== Your assignment ==
Set down the line that has "fn fmt(&self, f: &mut" and each line beneath it, through the last line of the entries, exactly and with no others.

== Records provided ==
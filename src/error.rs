//! Error classification shared by the ingestion and query paths
//!
//! Every module error maps onto one of these classes, which decides the HTTP
//! status and how much detail reaches the client.

use serde::Serialize;

/// Coarse error class for a failed request
#[derive(Debug, Clone, Copy, PartialEq, Eq, Serialize)]
#[serde(rename_all = "snake_case")]
pub enum ErrorClass {
    /// Missing or invalid credentials/token
    Auth,
    /// Empty or undecodable body
    Payload,
    /// Well-formed body that does not fit the reading schema
    SchemaValidation,
    /// Store-level failure
    Execution,
}

impl std::fmt::Display for ErrorClass {
    fn fmt(&self, f: &mut std::fmt::Formatter<'_>) -> std::fmt::Result {
        match self {
            Self::Auth => write!(f, "auth"),
            Self::Payload => write!(f, "payload"),
            Self::SchemaValidation => write!(f, "schema_validation"),
            Self::Execution => write!(f, "execution"),
        }
    }
}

== Your response ==
    fn fmt(&self, f: &mut std::fmt::Formatter<'_>) -> std::fmt::Result {
        match self {
            Self::Auth => write!(f, "auth"),
            Self::Payload => write!(f, "payload"),
            Self::SchemaValidation => write!(f, "schema_validation"),
            Self::Execution => write!(f, "execution"),
        }
    }
}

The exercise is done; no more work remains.